Cuando Liang Shi escuchó lo que ella dijo, deseó poder darle el mundo entero y accedió a cualquier cosa con tal de que ella no sufriera.

Liang Shi suspiró suavemente: "¿Entonces qué necesitas para mejorar?"

Xu Qingzhu hizo una pausa y luego la miró con ojos brillantes.
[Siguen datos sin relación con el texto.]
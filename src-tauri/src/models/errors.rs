use serde::{Deserialize, Serialize};
use thiserror::Error;

/// 口令解析相关错误
///
/// 处理与解析服务交互时的各种失败场景。
/// 分为两类,全部就地恢复,不存在致命错误:
/// - 传输类: 网络/超时/HTTP状态/响应解析失败 -> 前端展示通用失败提示
/// - 服务类: 解析服务明确拒绝 -> 前端原样展示服务端消息
#[derive(Debug, Error, Serialize, Deserialize)]
#[serde(tag = "error", content = "details")]
pub enum DecodeError {
    /// 网络请求失败
    ///
    /// 可能原因:
    /// - 网络连接中断
    /// - 解析服务不可达
    /// - DNS解析失败
    #[error("网络请求失败: {0}")]
    NetworkFailed(String),

    /// 请求超时
    ///
    /// 超过客户端配置的超时时间 (JCOMMAND_TIMEOUT_SECS)
    #[error("请求超时")]
    RequestTimeout,

    /// HTTP状态码错误
    ///
    /// 解析服务返回了非2xx状态码
    #[error("HTTP错误 {status}")]
    HttpStatusError { status: u16 },

    /// JSON解析失败
    ///
    /// 解析服务返回的数据格式不符合预期
    #[error("响应数据解析失败: {0}")]
    JsonParseFailed(String),

    /// 解析服务拒绝请求
    ///
    /// 响应格式正确,但业务码非200或缺少data字段。
    /// message为服务端原文,直接用于前端提示。
    #[error("口令解析被拒绝 (code {code}): {message}")]
    ServiceRejected { code: i64, message: String },
}

impl DecodeError {
    /// 是否为服务端业务拒绝 (区别于传输类失败)
    pub fn is_service_rejection(&self) -> bool {
        matches!(self, DecodeError::ServiceRejected { .. })
    }
}

/// 实现从reqwest::Error到DecodeError的转换
impl From<reqwest::Error> for DecodeError {
    fn from(err: reqwest::Error) -> Self {
        if err.is_timeout() {
            DecodeError::RequestTimeout
        } else if err.is_connect() {
            DecodeError::NetworkFailed("无法连接到解析服务".to_string())
        } else if let Some(status) = err.status() {
            DecodeError::HttpStatusError {
                status: status.as_u16(),
            }
        } else if err.is_decode() {
            DecodeError::JsonParseFailed(err.to_string())
        } else {
            DecodeError::NetworkFailed(err.to_string())
        }
    }
}

/// 实现从serde_json::Error到DecodeError的转换
impl From<serde_json::Error> for DecodeError {
    fn from(err: serde_json::Error) -> Self {
        DecodeError::JsonParseFailed(err.to_string())
    }
}

/// 配置相关错误
///
/// 处理环境变量配置读取与校验的失败场景
#[derive(Debug, Error, Serialize, Deserialize)]
#[serde(tag = "error", content = "details")]
pub enum ConfigError {
    /// 配置值无效
    ///
    /// 环境变量存在但无法解析或超出合法范围
    #[error("配置项 {key} 无效: {reason}")]
    InvalidValue { key: String, reason: String },
}
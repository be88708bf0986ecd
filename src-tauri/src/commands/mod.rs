/// Tauri命令模块
///
/// 包含所有前端可调用的命令:
/// - decode_commands: 口令提交、状态快照、会话销毁、打开跳转链接

pub mod decode_commands;
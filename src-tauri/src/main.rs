// 禁用Windows控制台窗口
#![cfg_attr(not(debug_assertions), windows_subsystem = "windows")]

fn main() {
    jcommand_decode::run()
}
Sus labios estaban muy cerca de la clavícula de Liang Shi, y con cada respiración, su aliento cálido hacía que la piel de Liang Shi se enrojeciera al instante.

Una fina capa de piel de gallina apareció rápidamente en mi piel.

Le provocó una sensación de calor en el cuerpo.

...

Liang Shi tragó saliva con dificultad; su intuición le decía que algo no andaba bien.

Pero a medida que se acercaba el peligro, también sintió una leve sensación de anticipación.

Miró a Xu Qingzhu, cuyos hermosos ojos aún rebosaban de lágrimas, como si pudieran condensarse en gotitas y caer en cualquier momento.

Xu Qingzhu se mordió el labio, la miró y negó con la cabeza: "Parece que nada de lo que haga funcionará".

Al oír esto, Liang Shi la miró bajo la tenue luz y le besó la frente como si estuviera consolando a una niña.

—Entonces vete a dormir, te sentirás mejor después de una buena noche de descanso —dijo Liang Shi con dulzura—. No pienses en esas cosas.

Xu Qingzhu: "..."

Xu Qingzhu dejó escapar un suave suspiro, su voz fría resonando en el oído de Liang Shi. Su voz era lo suficientemente grave como para resultar increíblemente seductora.

Ella dijo: "Entonces... ¿puedo... bailar sobre la clavícula de mi hermana... y luego... dormir?"

Capítulo 117

Xu Qingzhu

La puntuación es muy extraña.

Fue tan extraño que hizo que el corazón de Liang Shi diera un vuelco.

Tras sus extrañas pausas en la respiración, la mano que la sujetaba por la espalda se apretó de repente.

Liang Shi presionó las yemas de sus dedos contra su espalda.

Xu Qingzhu era delgado; sus dedos se posaron sobre sus omóplatos y pudo atraerla hacia sus brazos sin ningún esfuerzo.

Los dos se acercaron un poco más.

El sonido de Liang Shi tragando se oía con especial claridad en aquel espacio silencioso.

Glug—

Su garganta, al moverse, rozó la parte superior de la cabeza de Xu Qingzhu, y Xu Qingzhu soltó una risita, su cuerpo temblando de risa.

Liang Shi sabía que ella se refería a lo que habían estado charlando en WeChat ese día, y que lo estaba provocando deliberadamente de nuevo.

Liang Shi colocó una mano sobre su omóplato y lo tocó suavemente con los dedos, mientras que con la otra mano le frotaba las orejas, que estaban increíblemente calientes.

—Deja de burlarte de mí —dijo Liang Shi con una sonrisa forzada—. Lo digo en serio. Vamos a dormir.

Tras decir eso, murmuró entre dientes: "Debería haberlo pensado mejor antes de enviarte esa publicación de Weibo".

"¿Cuál?" Preguntó Xu Qingzhu.

No estaba intentando coquetear; simplemente, la gente baja automáticamente el volumen de su voz en ambientes silenciosos, y cuando hablan, es como un suspiro.

El aliento cálido que exhaló Liang Shi le cayó sobre el cuello, provocándole un ligero picor en esa zona de la piel.

Incluso al hablar, parecía un poco torpe, como si careciera de palabras.

Liang Shi se aclaró la garganta y tosió suavemente: "Es la de esta noche".

"¿Impulso imparable?", preguntó Xu Qingzhu.